В рассказе «Савкина» около четверти печатного листа, четыре краткие главы. В первой героиня сидит в канцелярии, принимает участие в похоронах соседки, некой Олимпии Кукель, обедает дома, сидит за сараями с книжкой стишков. Во второй она по совету матери приходит в костел поставить свечку за покойную, заглядывает в канцелярию, потом идет в кино. В третьей ей снится сон (рассказанный в двух предложениях), потом идут прогулка по городу и домашний обед с разговорами.
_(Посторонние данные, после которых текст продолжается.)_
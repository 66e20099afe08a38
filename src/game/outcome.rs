//! What a move or skip did.
//!
//! The engine's state is fully updated by the time these are returned.
//! They exist so a UI can animate the change step by step without
//! re-deriving it from before/after snapshots.

use serde::{Deserialize, Serialize};
use smallvec::SmallVec;

use crate::core::{Color, Location, TokenRef};

/// A single notification derived from a move.
#[derive(Clone, Debug, PartialEq, Eq, Serialize, Deserialize)]
#[serde(rename_all = "snake_case")]
pub enum GameEvent {
    Moved { token: TokenRef, from: Location, to: Location },
    Captured { by: TokenRef, victim: TokenRef, cell: u8 },
    Finished { token: TokenRef },
    Won { color: Color },
    /// Same color rolls again.
    BonusRoll { color: Color },
    /// Too many bonus rolls in a row; the turn passes.
    TurnForfeited { color: Color, next: Color },
    TurnChanged { from: Color, to: Color },
}

/// Result of `LudoGame::apply_move`.
#[derive(Clone, Debug, PartialEq, Eq, Serialize, Deserialize)]
pub struct MoveResult {
    /// Color that moved.
    pub color: Color,

    /// Index of the token that moved.
    pub token: usize,

    /// The roll that was used.
    pub die: u8,

    pub from: Location,
    pub to: Location,

    /// Opposing tokens sent home, in index order.
    pub captured: SmallVec<[TokenRef; 4]>,

    /// The moved token reached the end of its stretch.
    pub finished: bool,

    /// The move finished the color's last token.
    pub won: bool,

    /// Color to roll next. Equal to `color` on a bonus roll or a win.
    pub next_color: Color,

    /// The mover rolls again.
    pub bonus_roll: bool,

    /// A bonus roll was cancelled by the streak limit.
    pub forfeited: bool,
}

impl MoveResult {
    /// The move as an ordered list of notifications.
    ///
    /// Order: the move itself, each capture, the finish, then either the
    /// win or exactly one turn event.
    #[must_use]
    pub fn events(&self) -> Vec<GameEvent> {
        let mover = TokenRef::new(self.color, self.token);
        let mut events = vec![GameEvent::Moved {
            token: mover,
            from: self.from,
            to: self.to,
        }];

        if let Some(cell) = self.to.track_cell() {
            events.extend(self.captured.iter().map(|&victim| GameEvent::Captured {
                by: mover,
                victim,
                cell,
            }));
        }

        if self.finished {
            events.push(GameEvent::Finished { token: mover });
        }

        if self.won {
            events.push(GameEvent::Won { color: self.color });
        } else if self.bonus_roll {
            events.push(GameEvent::BonusRoll { color: self.color });
        } else if self.forfeited {
            events.push(GameEvent::TurnForfeited {
                color: self.color,
                next: self.next_color,
            });
        } else {
            events.push(GameEvent::TurnChanged {
                from: self.color,
                to: self.next_color,
            });
        }

        events
    }
}

/// Result of `LudoGame::skip_turn`.
#[derive(Clone, Copy, Debug, PartialEq, Eq, Serialize, Deserialize)]
pub struct SkipResult {
    /// Color whose turn was skipped.
    pub color: Color,

    /// Color to roll next.
    pub next_color: Color,
}

#[cfg(test)]
mod tests {
    use super::*;

    fn base() -> MoveResult {
        MoveResult {
            color: Color::Red,
            token: 1,
            die: 4,
            from: Location::OnTrack(10),
            to: Location::OnTrack(14),
            captured: SmallVec::new(),
            finished: false,
            won: false,
            next_color: Color::Blue,
            bonus_roll: false,
            forfeited: false,
        }
    }

    #[test]
    fn test_plain_move_events() {
        let events = base().events();
        assert_eq!(
            events,
            vec![
                GameEvent::Moved {
                    token: TokenRef::new(Color::Red, 1),
                    from: Location::OnTrack(10),
                    to: Location::OnTrack(14),
                },
                GameEvent::TurnChanged {
                    from: Color::Red,
                    to: Color::Blue,
                },
            ]
        );
    }

    #[test]
    fn test_capture_events() {
        let mut result = base();
        result.captured.push(TokenRef::new(Color::Blue, 0));
        result.captured.push(TokenRef::new(Color::Blue, 3));

        let captures: Vec<_> = result
            .events()
            .into_iter()
            .filter(|e| matches!(e, GameEvent::Captured { .. }))
            .collect();

        assert_eq!(captures.len(), 2);
        assert_eq!(
            captures[1],
            GameEvent::Captured {
                by: TokenRef::new(Color::Red, 1),
                victim: TokenRef::new(Color::Blue, 3),
                cell: 14,
            }
        );
    }

    #[test]
    fn test_win_has_no_turn_event() {
        let mut result = base();
        result.to = Location::Finished;
        result.finished = true;
        result.won = true;
        result.next_color = Color::Red;

        let events = result.events();
        assert_eq!(events.len(), 3);
        assert_eq!(events[1], GameEvent::Finished { token: TokenRef::new(Color::Red, 1) });
        assert_eq!(events[2], GameEvent::Won { color: Color::Red });
    }

    #[test]
    fn test_bonus_and_forfeit_events() {
        let mut bonus = base();
        bonus.die = 6;
        bonus.bonus_roll = true;
        bonus.next_color = Color::Red;
        assert_eq!(bonus.events().last(), Some(&GameEvent::BonusRoll { color: Color::Red }));

        let mut forfeit = base();
        forfeit.die = 6;
        forfeit.forfeited = true;
        assert_eq!(
            forfeit.events().last(),
            Some(&GameEvent::TurnForfeited {
                color: Color::Red,
                next: Color::Blue,
            })
        );
    }

    #[test]
    fn test_move_result_serialization() {
        let result = base();
        let json = serde_json::to_string(&result).unwrap();
        let deserialized: MoveResult = serde_json::from_str(&json).unwrap();
        assert_eq!(result, deserialized);
    }
}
В четвертой главке она валяется на траве в палисаднике и встречается за сараями с новыми соседями, поселившимися вместо уехавшего вдовца Кукеля.
Однако при более пристальном рассмотрении каждая главка строится как последовательность фрагментов, эпизодов, которые стыкуются друг с другом кинематографически-монтажно, без привычных повествовательных переходов.
«Савкина пригладила ладонями бока и, пристроившись к рядам, промаршировала несколько кварталов. Повздыхала. Как недавно сидели за сараями. День кончался. Толклись мошки. – Там все так прилично одеты, – уверяла Олимпия и таращила глаза. – У некоторых приколоты розы… Ах, родина, родина!»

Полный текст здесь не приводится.